■ Instructions for the task: Copy each line of the entries that includes the word "RelationRecord".

[Saved data entries]
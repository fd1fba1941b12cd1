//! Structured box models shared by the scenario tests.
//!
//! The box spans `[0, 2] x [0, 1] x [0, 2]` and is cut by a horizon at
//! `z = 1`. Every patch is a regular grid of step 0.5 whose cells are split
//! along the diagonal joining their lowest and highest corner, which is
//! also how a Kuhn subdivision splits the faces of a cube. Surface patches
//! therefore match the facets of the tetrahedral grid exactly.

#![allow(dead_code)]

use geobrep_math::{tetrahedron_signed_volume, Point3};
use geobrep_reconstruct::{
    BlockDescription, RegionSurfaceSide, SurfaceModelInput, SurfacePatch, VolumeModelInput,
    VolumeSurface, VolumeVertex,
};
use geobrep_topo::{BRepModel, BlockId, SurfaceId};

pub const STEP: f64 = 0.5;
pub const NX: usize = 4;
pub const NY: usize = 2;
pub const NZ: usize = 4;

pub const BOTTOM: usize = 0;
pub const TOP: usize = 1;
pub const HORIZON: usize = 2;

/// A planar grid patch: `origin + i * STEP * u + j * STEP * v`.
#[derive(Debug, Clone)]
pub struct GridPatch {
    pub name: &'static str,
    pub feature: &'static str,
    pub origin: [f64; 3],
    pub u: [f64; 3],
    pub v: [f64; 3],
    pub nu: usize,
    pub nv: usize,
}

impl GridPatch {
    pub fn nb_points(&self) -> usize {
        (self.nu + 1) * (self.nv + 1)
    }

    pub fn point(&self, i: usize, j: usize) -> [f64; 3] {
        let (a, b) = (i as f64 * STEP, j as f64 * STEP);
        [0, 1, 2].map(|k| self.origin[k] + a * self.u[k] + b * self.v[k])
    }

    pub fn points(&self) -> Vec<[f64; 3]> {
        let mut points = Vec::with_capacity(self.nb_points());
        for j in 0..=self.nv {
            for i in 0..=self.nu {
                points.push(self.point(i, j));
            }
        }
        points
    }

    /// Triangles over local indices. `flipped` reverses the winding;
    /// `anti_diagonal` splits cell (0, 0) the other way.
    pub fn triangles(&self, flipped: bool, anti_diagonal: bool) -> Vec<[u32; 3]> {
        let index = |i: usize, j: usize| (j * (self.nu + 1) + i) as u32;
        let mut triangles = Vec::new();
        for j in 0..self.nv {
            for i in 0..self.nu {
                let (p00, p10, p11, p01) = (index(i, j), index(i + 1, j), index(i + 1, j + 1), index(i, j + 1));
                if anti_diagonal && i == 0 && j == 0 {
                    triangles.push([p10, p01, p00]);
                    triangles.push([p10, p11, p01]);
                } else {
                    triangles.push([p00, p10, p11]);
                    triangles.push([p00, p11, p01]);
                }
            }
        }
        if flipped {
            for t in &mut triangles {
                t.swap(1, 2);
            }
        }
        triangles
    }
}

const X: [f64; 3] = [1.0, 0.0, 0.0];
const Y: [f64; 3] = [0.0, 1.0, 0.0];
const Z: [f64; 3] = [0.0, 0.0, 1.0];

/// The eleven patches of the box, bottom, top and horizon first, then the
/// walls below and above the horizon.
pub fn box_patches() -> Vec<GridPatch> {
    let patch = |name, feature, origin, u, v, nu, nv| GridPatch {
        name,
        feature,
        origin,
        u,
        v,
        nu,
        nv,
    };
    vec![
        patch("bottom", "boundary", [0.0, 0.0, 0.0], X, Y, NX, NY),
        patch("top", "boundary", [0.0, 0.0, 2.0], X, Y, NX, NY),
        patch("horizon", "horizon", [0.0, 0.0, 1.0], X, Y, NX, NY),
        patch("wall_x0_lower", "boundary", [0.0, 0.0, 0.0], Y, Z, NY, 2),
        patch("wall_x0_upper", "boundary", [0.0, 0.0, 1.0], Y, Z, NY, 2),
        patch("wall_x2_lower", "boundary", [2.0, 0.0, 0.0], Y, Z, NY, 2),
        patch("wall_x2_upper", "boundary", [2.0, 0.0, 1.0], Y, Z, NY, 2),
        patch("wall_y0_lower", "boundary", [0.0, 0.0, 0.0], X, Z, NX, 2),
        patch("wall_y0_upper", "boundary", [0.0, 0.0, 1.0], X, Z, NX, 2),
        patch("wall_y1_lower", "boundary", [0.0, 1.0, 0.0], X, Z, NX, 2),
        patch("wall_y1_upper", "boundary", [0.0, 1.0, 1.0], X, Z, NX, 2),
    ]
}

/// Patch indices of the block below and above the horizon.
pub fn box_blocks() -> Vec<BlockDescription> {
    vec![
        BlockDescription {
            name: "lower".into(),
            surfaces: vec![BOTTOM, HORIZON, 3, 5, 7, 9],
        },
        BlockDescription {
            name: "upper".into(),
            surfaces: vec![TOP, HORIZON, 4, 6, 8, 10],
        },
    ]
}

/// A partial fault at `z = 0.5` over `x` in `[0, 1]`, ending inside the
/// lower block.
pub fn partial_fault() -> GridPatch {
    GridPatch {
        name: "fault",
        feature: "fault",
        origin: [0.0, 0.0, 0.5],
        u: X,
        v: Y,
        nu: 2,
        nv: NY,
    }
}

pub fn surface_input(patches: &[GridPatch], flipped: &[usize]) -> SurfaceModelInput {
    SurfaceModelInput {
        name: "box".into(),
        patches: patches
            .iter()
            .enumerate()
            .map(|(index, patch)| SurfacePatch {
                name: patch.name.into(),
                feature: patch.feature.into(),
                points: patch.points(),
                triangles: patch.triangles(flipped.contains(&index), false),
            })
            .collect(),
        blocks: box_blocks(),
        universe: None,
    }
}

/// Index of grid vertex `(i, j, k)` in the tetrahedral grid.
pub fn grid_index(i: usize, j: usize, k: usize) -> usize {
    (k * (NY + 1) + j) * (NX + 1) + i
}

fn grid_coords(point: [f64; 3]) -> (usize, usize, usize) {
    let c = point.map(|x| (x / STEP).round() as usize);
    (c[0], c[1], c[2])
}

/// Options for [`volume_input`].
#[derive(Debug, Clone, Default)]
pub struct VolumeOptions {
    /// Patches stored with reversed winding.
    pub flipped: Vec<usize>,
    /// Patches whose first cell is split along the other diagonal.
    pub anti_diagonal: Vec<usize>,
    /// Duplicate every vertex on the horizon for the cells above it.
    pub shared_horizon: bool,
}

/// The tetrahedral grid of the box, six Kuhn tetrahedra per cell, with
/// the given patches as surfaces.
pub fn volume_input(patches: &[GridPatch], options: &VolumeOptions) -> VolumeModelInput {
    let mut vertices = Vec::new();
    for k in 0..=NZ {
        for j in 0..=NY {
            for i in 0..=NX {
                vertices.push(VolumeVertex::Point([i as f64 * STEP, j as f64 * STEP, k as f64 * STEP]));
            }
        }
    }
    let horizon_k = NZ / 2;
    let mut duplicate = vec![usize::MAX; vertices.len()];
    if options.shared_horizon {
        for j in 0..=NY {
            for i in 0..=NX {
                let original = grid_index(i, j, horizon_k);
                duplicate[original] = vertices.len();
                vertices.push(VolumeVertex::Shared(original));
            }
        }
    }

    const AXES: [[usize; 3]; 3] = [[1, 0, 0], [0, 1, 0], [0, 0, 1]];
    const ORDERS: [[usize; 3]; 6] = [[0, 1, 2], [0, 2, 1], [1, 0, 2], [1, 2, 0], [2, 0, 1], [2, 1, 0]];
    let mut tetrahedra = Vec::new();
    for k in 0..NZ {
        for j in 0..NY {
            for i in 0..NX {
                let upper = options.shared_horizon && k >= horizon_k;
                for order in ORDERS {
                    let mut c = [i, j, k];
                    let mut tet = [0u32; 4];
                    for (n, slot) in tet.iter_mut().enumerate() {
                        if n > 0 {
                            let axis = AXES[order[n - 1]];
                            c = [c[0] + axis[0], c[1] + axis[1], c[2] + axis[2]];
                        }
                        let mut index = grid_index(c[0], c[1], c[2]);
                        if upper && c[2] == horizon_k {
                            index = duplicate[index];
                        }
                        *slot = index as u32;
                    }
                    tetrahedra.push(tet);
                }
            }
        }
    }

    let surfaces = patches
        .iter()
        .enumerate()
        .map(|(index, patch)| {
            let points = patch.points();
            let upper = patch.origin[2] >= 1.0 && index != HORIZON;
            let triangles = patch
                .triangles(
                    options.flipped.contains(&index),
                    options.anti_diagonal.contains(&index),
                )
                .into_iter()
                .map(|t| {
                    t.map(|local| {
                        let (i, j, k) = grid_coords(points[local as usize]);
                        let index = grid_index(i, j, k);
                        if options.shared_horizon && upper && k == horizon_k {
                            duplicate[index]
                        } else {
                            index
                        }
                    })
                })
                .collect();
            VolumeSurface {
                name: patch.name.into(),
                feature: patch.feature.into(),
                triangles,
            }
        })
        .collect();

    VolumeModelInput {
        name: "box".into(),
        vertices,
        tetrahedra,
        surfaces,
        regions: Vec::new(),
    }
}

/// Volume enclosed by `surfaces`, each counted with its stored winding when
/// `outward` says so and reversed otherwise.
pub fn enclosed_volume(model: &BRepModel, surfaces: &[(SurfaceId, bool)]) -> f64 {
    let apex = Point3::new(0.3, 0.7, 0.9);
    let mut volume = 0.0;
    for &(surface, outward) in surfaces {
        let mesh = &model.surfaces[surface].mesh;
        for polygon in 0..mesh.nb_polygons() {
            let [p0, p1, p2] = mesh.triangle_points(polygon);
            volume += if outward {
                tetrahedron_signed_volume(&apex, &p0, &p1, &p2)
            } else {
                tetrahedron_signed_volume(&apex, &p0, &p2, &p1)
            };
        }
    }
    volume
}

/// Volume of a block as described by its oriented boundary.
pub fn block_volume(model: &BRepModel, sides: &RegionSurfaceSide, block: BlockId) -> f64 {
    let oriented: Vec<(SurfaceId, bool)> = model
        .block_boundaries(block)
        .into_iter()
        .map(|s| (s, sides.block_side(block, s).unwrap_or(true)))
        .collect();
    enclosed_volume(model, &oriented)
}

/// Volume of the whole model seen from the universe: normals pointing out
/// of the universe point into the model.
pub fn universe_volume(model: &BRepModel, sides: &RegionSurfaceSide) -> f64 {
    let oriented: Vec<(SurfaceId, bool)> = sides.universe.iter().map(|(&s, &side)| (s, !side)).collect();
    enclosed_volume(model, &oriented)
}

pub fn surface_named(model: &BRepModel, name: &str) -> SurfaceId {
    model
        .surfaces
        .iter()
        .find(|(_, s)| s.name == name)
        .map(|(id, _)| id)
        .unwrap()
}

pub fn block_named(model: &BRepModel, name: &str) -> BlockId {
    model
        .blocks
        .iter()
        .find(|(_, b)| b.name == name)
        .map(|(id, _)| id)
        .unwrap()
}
--
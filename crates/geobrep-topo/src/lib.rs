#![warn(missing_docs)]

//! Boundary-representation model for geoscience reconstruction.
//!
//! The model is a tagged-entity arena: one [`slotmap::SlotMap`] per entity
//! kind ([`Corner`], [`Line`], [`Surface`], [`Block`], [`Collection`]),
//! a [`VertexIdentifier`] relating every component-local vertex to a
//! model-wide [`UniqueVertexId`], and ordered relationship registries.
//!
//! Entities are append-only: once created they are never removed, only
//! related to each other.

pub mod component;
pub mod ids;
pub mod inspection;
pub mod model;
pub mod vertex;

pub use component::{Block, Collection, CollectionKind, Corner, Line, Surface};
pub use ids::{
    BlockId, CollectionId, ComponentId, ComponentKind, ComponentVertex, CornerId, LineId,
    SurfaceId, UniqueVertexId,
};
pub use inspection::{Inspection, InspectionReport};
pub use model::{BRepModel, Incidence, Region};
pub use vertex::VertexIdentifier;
--
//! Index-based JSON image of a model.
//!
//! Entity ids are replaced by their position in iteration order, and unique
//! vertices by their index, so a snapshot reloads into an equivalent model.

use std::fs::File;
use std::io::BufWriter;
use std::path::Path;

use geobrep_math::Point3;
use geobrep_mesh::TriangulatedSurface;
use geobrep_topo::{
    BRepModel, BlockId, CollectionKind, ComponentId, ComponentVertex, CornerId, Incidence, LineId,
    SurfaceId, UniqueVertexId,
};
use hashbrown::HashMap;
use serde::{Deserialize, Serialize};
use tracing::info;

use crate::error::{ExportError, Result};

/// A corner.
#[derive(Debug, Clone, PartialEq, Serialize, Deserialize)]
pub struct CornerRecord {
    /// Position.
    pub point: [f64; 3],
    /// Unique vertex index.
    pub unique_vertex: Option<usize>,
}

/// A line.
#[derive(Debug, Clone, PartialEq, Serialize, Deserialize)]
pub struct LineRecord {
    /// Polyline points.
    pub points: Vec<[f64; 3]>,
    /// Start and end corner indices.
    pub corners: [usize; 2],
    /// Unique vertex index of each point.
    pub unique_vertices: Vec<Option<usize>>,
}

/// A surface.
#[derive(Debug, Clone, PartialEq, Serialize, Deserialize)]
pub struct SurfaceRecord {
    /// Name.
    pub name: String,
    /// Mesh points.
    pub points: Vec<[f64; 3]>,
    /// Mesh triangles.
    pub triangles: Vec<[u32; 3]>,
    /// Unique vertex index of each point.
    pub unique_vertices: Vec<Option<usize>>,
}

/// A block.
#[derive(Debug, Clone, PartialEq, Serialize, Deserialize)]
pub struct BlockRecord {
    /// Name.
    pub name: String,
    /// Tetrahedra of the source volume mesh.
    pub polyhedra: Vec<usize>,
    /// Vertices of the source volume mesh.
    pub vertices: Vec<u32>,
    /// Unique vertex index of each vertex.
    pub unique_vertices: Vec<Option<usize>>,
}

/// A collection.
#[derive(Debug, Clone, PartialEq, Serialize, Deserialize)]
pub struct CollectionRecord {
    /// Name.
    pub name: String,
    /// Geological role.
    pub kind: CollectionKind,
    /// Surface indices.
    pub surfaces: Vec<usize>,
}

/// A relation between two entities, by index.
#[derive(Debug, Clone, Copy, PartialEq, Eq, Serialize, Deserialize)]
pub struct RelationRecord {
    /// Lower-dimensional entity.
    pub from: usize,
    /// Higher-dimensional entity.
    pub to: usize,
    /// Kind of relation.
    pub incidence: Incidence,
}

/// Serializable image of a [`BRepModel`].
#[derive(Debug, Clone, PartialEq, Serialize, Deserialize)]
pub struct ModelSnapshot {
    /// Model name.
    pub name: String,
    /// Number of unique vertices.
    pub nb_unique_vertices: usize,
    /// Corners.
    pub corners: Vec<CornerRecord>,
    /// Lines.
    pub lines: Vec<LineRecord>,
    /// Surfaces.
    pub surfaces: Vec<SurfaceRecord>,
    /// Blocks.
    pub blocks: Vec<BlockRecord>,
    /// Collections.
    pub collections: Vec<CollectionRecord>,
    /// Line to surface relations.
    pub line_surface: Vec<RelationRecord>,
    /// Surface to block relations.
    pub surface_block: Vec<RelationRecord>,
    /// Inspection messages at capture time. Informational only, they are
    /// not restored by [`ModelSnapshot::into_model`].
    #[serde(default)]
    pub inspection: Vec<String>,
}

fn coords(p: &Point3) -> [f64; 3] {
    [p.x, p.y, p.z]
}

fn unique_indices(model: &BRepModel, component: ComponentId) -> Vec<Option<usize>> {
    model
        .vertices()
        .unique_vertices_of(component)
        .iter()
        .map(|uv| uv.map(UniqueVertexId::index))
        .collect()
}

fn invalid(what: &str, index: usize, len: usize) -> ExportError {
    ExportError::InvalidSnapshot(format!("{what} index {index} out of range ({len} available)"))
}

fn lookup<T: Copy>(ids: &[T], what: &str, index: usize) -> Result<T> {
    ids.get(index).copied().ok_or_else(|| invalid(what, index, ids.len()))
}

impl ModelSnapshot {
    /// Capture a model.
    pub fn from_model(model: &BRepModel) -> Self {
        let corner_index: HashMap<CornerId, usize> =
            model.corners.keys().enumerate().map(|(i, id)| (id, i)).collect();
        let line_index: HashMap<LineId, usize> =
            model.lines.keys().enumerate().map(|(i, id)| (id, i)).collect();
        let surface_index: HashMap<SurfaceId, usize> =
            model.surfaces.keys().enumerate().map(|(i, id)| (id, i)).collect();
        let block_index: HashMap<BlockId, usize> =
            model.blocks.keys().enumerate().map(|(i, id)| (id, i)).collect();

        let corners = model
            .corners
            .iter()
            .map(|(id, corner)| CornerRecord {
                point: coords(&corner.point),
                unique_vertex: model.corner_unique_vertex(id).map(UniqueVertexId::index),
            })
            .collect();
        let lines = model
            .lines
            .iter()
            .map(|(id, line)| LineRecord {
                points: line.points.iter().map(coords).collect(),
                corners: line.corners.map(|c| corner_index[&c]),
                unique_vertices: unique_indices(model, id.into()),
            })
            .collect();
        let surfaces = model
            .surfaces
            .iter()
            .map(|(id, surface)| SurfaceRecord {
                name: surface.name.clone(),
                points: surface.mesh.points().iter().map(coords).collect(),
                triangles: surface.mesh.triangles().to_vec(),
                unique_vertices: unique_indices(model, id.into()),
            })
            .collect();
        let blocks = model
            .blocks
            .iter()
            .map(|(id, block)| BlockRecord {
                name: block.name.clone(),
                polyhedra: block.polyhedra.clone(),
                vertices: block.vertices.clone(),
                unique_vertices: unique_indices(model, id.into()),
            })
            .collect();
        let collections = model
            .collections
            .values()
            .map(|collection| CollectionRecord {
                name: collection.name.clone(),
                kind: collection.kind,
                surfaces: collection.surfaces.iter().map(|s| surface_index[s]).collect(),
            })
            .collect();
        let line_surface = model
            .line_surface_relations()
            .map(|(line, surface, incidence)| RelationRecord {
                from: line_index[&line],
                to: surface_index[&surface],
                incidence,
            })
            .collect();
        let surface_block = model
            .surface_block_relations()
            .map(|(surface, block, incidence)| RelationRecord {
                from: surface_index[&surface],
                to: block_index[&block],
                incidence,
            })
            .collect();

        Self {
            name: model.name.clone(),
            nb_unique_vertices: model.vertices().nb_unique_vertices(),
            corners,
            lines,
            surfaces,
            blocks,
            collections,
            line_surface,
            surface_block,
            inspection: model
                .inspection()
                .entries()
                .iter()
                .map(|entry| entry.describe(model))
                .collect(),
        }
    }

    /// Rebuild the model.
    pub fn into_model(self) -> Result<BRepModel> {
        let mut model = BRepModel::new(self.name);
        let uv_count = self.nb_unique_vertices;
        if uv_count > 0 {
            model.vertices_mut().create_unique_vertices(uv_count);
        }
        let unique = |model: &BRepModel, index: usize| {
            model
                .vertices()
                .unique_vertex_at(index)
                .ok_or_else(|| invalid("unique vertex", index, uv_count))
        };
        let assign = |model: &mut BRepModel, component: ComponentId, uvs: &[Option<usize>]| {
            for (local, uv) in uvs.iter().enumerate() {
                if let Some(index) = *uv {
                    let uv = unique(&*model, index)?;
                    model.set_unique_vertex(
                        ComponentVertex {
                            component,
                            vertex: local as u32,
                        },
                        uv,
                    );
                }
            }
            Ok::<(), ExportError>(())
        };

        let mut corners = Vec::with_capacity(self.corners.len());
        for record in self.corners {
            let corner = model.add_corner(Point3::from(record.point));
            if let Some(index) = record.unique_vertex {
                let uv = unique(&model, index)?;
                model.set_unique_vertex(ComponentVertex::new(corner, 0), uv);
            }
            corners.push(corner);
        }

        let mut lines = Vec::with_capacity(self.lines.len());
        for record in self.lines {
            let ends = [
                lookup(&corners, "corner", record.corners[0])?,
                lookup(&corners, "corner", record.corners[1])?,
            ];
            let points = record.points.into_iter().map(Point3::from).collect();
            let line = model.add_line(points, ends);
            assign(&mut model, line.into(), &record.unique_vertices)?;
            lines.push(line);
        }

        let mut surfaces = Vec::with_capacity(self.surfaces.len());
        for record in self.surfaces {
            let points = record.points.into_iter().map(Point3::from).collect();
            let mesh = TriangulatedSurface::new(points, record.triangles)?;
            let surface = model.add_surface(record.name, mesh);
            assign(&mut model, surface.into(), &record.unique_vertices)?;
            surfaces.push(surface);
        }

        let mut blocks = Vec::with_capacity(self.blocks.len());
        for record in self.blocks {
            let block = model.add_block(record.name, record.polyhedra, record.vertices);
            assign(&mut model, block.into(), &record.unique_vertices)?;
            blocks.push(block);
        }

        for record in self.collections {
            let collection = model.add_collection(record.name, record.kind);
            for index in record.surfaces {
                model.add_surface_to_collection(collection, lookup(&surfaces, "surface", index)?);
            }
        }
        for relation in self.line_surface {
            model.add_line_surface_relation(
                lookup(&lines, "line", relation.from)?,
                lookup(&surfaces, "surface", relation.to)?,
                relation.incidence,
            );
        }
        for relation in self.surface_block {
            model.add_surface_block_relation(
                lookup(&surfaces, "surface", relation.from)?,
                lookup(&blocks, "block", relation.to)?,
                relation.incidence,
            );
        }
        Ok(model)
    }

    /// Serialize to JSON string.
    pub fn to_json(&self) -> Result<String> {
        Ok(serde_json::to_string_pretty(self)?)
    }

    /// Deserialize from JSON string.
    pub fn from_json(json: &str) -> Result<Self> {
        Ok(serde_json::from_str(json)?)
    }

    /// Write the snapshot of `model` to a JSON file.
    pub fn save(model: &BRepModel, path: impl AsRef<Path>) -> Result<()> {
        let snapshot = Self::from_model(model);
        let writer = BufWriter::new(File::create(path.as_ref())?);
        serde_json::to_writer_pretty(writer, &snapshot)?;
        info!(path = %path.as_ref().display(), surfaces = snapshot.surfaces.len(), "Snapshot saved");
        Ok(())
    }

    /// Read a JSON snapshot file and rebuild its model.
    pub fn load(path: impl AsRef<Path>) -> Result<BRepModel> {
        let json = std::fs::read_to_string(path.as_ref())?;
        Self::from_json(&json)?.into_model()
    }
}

■ Task solution:
pub struct RelationRecord {
    pub line_surface: Vec<RelationRecord>,
    pub surface_block: Vec<RelationRecord>,
            .map(|(line, surface, incidence)| RelationRecord {
            .map(|(surface, block, incidence)| RelationRecord {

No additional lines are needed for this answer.